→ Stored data

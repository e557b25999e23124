//! # Engine Error Types
//!
//! Failures the sale lifecycle can surface to a caller.
//!
//! ## Error Flow
//! ```text
//! ValidationError (till-core)  ──┐
//! StorageError (store traits)  ──┼──► EngineError ──► caller decides
//! lifecycle rule violations    ──┘                    user-facing message
//! ```
//!
//! Every error is scoped to the single operation that raised it; none is
//! fatal to the process. `Conflict` is the one kind the engine retries
//! internally (a bounded number of times) before surfacing.

use thiserror::Error;

use till_core::{SaleStatus, ValidationError};

use crate::store::StorageError;

/// Sale lifecycle errors.
#[derive(Debug, Error)]
pub enum EngineError {
    /// No sale exists with the given id.
    #[error("Sale not found: {0}")]
    SaleNotFound(String),

    /// No active product matches the given barcode.
    #[error("Product not found for barcode: {0}")]
    ProductNotFound(String),

    /// The given item id is not a line of the sale.
    #[error("Item {item_id} is not a line of sale {sale_id}")]
    ItemNotFound { sale_id: String, item_id: String },

    /// Operation requires an in-progress sale.
    ///
    /// Raised when mutating a completed, cancelled, or refunded sale.
    #[error("Sale {sale_id} is {status:?}, operation requires an in-progress sale")]
    InvalidState { sale_id: String, status: SaleStatus },

    /// Completion attempted on a sale with no lines.
    #[error("Sale {0} has no lines to complete")]
    EmptySale(String),

    /// Requested quantity exceeds available stock.
    ///
    /// `requested` is the cumulative quantity (existing line + new units at
    /// add-time, or the full line at completion time).
    #[error("Insufficient stock for {product}: available {available}, requested {requested}")]
    InsufficientStock {
        product: String,
        available: i64,
        requested: i64,
    },

    /// Concurrent modification detected and retries exhausted.
    ///
    /// The whole operation can be retried by the caller.
    #[error("Concurrent modification: {0}")]
    Conflict(String),

    /// Caller input failed validation.
    #[error("Validation error: {0}")]
    Validation(#[from] ValidationError),

    /// Storage failed for a reason other than a conflict.
    #[error("Storage error: {0}")]
    Storage(String),
}

/// Maps storage failures into the engine taxonomy.
///
/// Conflicts keep their identity so callers can distinguish "retry the
/// operation" from "storage is broken". Everything else is opaque here.
impl From<StorageError> for EngineError {
    fn from(err: StorageError) -> Self {
        match err {
            StorageError::Conflict(reason) => EngineError::Conflict(reason),
            other => EngineError::Storage(other.to_string()),
        }
    }
}

/// Convenience type alias for Results with EngineError.
pub type EngineResult<T> = Result<T, EngineError>;

#[cfg(test)]
mod tests {
    use super::*;

    #[test]
    fn test_error_messages() {
        let err = EngineError::InsufficientStock {
            product: "Coca-Cola 330ml".to_string(),
            available: 3,
            requested: 5,
        };
        assert_eq!(
            err.to_string(),
            "Insufficient stock for Coca-Cola 330ml: available 3, requested 5"
        );
    }

    #[test]
    fn test_storage_conflict_keeps_identity() {
        let err: EngineError = StorageError::Conflict("sale s1 version 2".to_string()).into();
        assert!(matches!(err, EngineError::Conflict(_)));

        let err: EngineError = StorageError::Backend("disk full".to_string()).into();
        assert!(matches!(err, EngineError::Storage(_)));
    }

    #[test]
    fn test_validation_converts() {
        let err: EngineError = ValidationError::Required {
            field: "barcode".to_string(),
        }
        .into();
        assert!(matches!(err, EngineError::Validation(_)));
    }
}
impl<C: CatalogStore, L: SaleLedger> SaleEngine<C, L> {
    /// Creates an engine with the default configuration.
    pub fn new(catalog: C, ledger: L) -> Self {
        Self::with_config(catalog, ledger, EngineConfig::default())
    }

    /// Creates an engine with an explicit configuration.
    pub fn with_config(catalog: C, ledger: L, config: EngineConfig) -> Self {
        SaleEngine {
            catalog,
            ledger,
            config,
            locks: SaleLocks::default(),
        }
    }

    /// Returns the active configuration.
    pub fn config(&self) -> &EngineConfig {
        &self.config
    }

    // -------------------------------------------------------------------------
    // Lifecycle operations
    // -------------------------------------------------------------------------

    /// Opens a new empty sale for `cashier_id`.
    ///
    /// The invoice number is `YYYYMMDD-NNNN` where NNNN comes from the
    /// ledger's atomic per-day sequence. An invoice-number collision (only
    /// possible if an external writer raced the sequence) is retried with a
    /// fresh number.
    pub async fn create_sale(&self, cashier_id: &str) -> EngineResult<Sale> {
        validation::validate_cashier_id(cashier_id)?;

        let mut attempts = 0;
        loop {
            let now = Utc::now();
            let prefix = invoice::date_prefix(now);
            let sequence = self.ledger.next_invoice_sequence(&prefix).await?;
            let number = invoice::invoice_number(&prefix, sequence);

            let sale = Sale::new(Uuid::new_v4().to_string(), number, cashier_id, now);

            match self.ledger.insert(&sale).await {
                Ok(()) => {
                    info!(
                        sale_id = %sale.id,
                        invoice_number = %sale.invoice_number,
                        cashier_id = %cashier_id,
                        "Sale created"
                    );
                    return Ok(sale);
                }
                Err(StorageError::Conflict(reason)) if attempts < self.config.max_retries => {
                    attempts += 1;
                    debug!(attempt = attempts, reason = %reason, "Invoice collision, retrying");
                }
                Err(err) => return Err(err.into()),
            }
        }
    }

    /// Adds `quantity` units of the product with `barcode` to the sale.
    ///
    /// An existing line for the same product grows; otherwise a new line is
    /// appended with the catalog price snapshotted. The availability check
    /// is cumulative: units already on the sale count against stock.
    /// Returns the affected line.
    pub async fn add_item_by_barcode(
        &self,
        sale_id: &str,
        barcode: &str,
        quantity: i64,
    ) -> EngineResult<SaleItem> {
        validation::validate_barcode(barcode)?;
        validation::validate_quantity(quantity)?;

        let lock = self.locks.for_sale(sale_id);
        let _guard = lock.lock().await;

        let mut attempts = 0;
        loop {
            let mut sale = self.load_in_progress(sale_id).await?;

            let product = self
                .catalog
                .find_by_barcode(barcode)
                .await?
                .ok_or_else(|| EngineError::ProductNotFound(barcode.to_string()))?;

            let already_on_sale = sale.quantity_of(&product.id);
            let cumulative = already_on_sale + quantity;
            if !product.can_sell(cumulative) {
                return Err(EngineError::InsufficientStock {
                    product: product.name.clone(),
                    available: product.stock,
                    requested: cumulative,
                });
            }

            if already_on_sale == 0 && sale.items.len() >= MAX_SALE_ITEMS {
                return Err(ValidationError::OutOfRange {
                    field: "sale lines".to_string(),
                    min: 0,
                    max: MAX_SALE_ITEMS as i64,
                }
                .into());
            }

            let pos = sale.upsert_line(&product, quantity);
            sale.recalculate(self.config.tax_rate);
            sale.touch(Utc::now());

            match self.ledger.update(&sale).await {
                Ok(()) => {
                    let item = sale.items[pos].clone();
                    info!(
                        sale_id = %sale_id,
                        barcode = %barcode,
                        quantity = item.quantity,
                        total = %sale.total(),
                        "Line added"
                    );
                    return Ok(item);
                }
                Err(StorageError::Conflict(reason)) if attempts < self.config.max_retries => {
                    attempts += 1;
                    debug!(attempt = attempts, reason = %reason, "Stale sale, reloading");
                }
                Err(err) => return Err(err.into()),
            }
        }
    }

    /// Removes the line `item_id` from the sale and recomputes totals.
    pub async fn remove_item(&self, sale_id: &str, item_id: &str) -> EngineResult<()> {
        let lock = self.locks.for_sale(sale_id);
        let _guard = lock.lock().await;

        let mut attempts = 0;
        loop {
            let mut sale = self.load_in_progress(sale_id).await?;

            if sale.remove_line(item_id).is_none() {
                return Err(EngineError::ItemNotFound {
                    sale_id: sale_id.to_string(),
                    item_id: item_id.to_string(),
                });
            }

            sale.recalculate(self.config.tax_rate);
            sale.touch(Utc::now());

            match self.ledger.update(&sale).await {
                Ok(()) => {
                    info!(sale_id = %sale_id, item_id = %item_id, total = %sale.total(), "Line removed");
                    return Ok(());
                }
                Err(StorageError::Conflict(reason)) if attempts < self.config.max_retries => {
                    attempts += 1;
                    debug!(attempt = attempts, reason = %reason, "Stale sale, reloading");
                }
                Err(err) => return Err(err.into()),
            }
        }
    }

    /// Completes the sale: re-validates stock, debits it, freezes the sale.
    ///
    /// Stock for every line is re-checked at completion time because other
    /// registers may have sold from the same shelf since the lines were
    /// added. The debit is all-or-nothing; if the final sale write then
    /// fails, the debit is credited back so no partial effect survives.
    pub async fn complete_sale(
        &self,
        sale_id: &str,
        payment_method: PaymentMethod,
        customer_name: Option<String>,
        customer_tax_id: Option<String>,
    ) -> EngineResult<Sale> {
        let lock = self.locks.for_sale(sale_id);
        let _guard = lock.lock().await;

        let mut attempts = 0;
        loop {
            let mut sale = self.load_in_progress(sale_id).await?;

            if sale.is_empty() {
                return Err(EngineError::EmptySale(sale_id.to_string()));
            }

            let debits: Vec<StockDebit> = sale
                .items
                .iter()
                .map(|item| StockDebit {
                    product_id: item.product_id.clone(),
                    quantity: item.quantity,
                })
                .collect();

            match self.catalog.debit_stock(&debits).await? {
                StockDebitOutcome::Applied => {}
                StockDebitOutcome::Insufficient {
                    name,
                    available,
                    requested,
                    ..
                } => {
                    return Err(EngineError::InsufficientStock {
                        product: name,
                        available,
                        requested,
                    });
                }
            }

            let now = Utc::now();
            sale.payment_method = Some(payment_method);
            sale.customer_name = customer_name.clone();
            sale.customer_tax_id = customer_tax_id.clone();
            sale.status = SaleStatus::Completed;
            sale.completed_at = Some(now);
            sale.touch(now);

            match self.ledger.update(&sale).await {
                Ok(()) => {
                    sale.version += 1;
                    self.locks.release(sale_id);
                    info!(
                        sale_id = %sale_id,
                        invoice_number = %sale.invoice_number,
                        total = %sale.total(),
                        ?payment_method,
                        "Sale completed"
                    );
                    return Ok(sale);
                }
                Err(StorageError::Conflict(reason)) => {
                    // The debit already happened; reverse it before anything
                    // else can observe a half-completed checkout.
                    self.catalog.credit_stock(&debits).await?;
                    if attempts < self.config.max_retries {
                        attempts += 1;
                        debug!(attempt = attempts, reason = %reason, "Stale sale, reloading");
                        continue;
                    }
                    return Err(EngineError::Conflict(reason));
                }
                Err(err) => {
                    self.catalog.credit_stock(&debits).await?;
                    return Err(err.into());
                }
            }
        }
    }

    /// Cancels an in-progress sale. Stock is never touched: nothing was
    /// committed while the sale was open.
    pub async fn cancel_sale(&self, sale_id: &str) -> EngineResult<Sale> {
        let lock = self.locks.for_sale(sale_id);
        let _guard = lock.lock().await;

        let mut attempts = 0;
        loop {
            let mut sale = self.load_in_progress(sale_id).await?;

            sale.status = SaleStatus::Cancelled;
            sale.touch(Utc::now());

            match self.ledger.update(&sale).await {
                Ok(()) => {
                    sale.version += 1;
                    self.locks.release(sale_id);
                    info!(sale_id = %sale_id, invoice_number = %sale.invoice_number, "Sale cancelled");
                    return Ok(sale);
                }
                Err(StorageError::Conflict(reason)) if attempts < self.config.max_retries => {
                    attempts += 1;
                    debug!(attempt = attempts, reason = %reason, "Stale sale, reloading");
                }
                Err(err) => return Err(err.into()),
            }
        }
    }

    // -------------------------------------------------------------------------
    // Read operations
    // -------------------------------------------------------------------------

    /// Loads a sale by id.
    pub async fn sale(&self, sale_id: &str) -> EngineResult<Sale> {
        self.ledger
            .find_by_id(sale_id)
            .await?
            .ok_or_else(|| EngineError::SaleNotFound(sale_id.to_string()))
    }

    /// Loads a sale by invoice number.
    pub async fn sale_by_invoice_number(&self, invoice_number: &str) -> EngineResult<Sale> {
        self.ledger
            .find_by_invoice_number(invoice_number)
            .await?
            .ok_or_else(|| EngineError::SaleNotFound(invoice_number.to_string()))
    }

    /// Sales opened in `[start, end)`, oldest first.
    pub async fn sales_between(
        &self,
        start: DateTime<Utc>,
        end: DateTime<Utc>,
    ) -> EngineResult<Vec<Sale>> {
        Ok(self.ledger.find_between(start, end).await?)
    }

    /// Sales opened today (UTC).
    pub async fn today_sales(&self) -> EngineResult<Vec<Sale>> {
        let (start, end) = today_bounds();
        self.sales_between(start, end).await
    }

    /// Revenue of today's completed sales (UTC).
    pub async fn today_total(&self) -> EngineResult<Money> {
        let (start, end) = today_bounds();
        Ok(self.ledger.total_completed_between(start, end).await?)
    }

    // -------------------------------------------------------------------------
    // Internals
    // -------------------------------------------------------------------------

    /// Loads the sale and verifies it still accepts mutations.
    async fn load_in_progress(&self, sale_id: &str) -> EngineResult<Sale> {
        let sale = self
            .ledger
            .find_by_id(sale_id)
            .await?
            .ok_or_else(|| EngineError::SaleNotFound(sale_id.to_string()))?;

        if !sale.is_in_progress() {
            return Err(EngineError::InvalidState {
                sale_id: sale.id,
                status: sale.status,
            });
        }

        Ok(sale)
    }
}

→ Assignment
Once you find the line with "let number = invoice::invoice_number(&prefix, sequence);" above, print it and every line after it up to and including the line with "The availability check", exactly as written and nothing else.

→ Response area
            let number = invoice::invoice_number(&prefix, sequence);

            let sale = Sale::new(Uuid::new_v4().to_string(), number, cashier_id, now);

            match self.ledger.insert(&sale).await {
                Ok(()) => {
                    info!(
                        sale_id = %sale.id,
                        invoice_number = %sale.invoice_number,
                        cashier_id = %cashier_id,
                        "Sale created"
                    );
                    return Ok(sale);
                }
                Err(StorageError::Conflict(reason)) if attempts < self.config.max_retries => {
                    attempts += 1;
                    debug!(attempt = attempts, reason = %reason, "Invoice collision, retrying");
                }
                Err(err) => return Err(err.into()),
            }
        }
    }

    /// Adds `quantity` units of the product with `barcode` to the sale.
    ///
    /// An existing line for the same product grows; otherwise a new line is
    /// appended with the catalog price snapshotted. The availability check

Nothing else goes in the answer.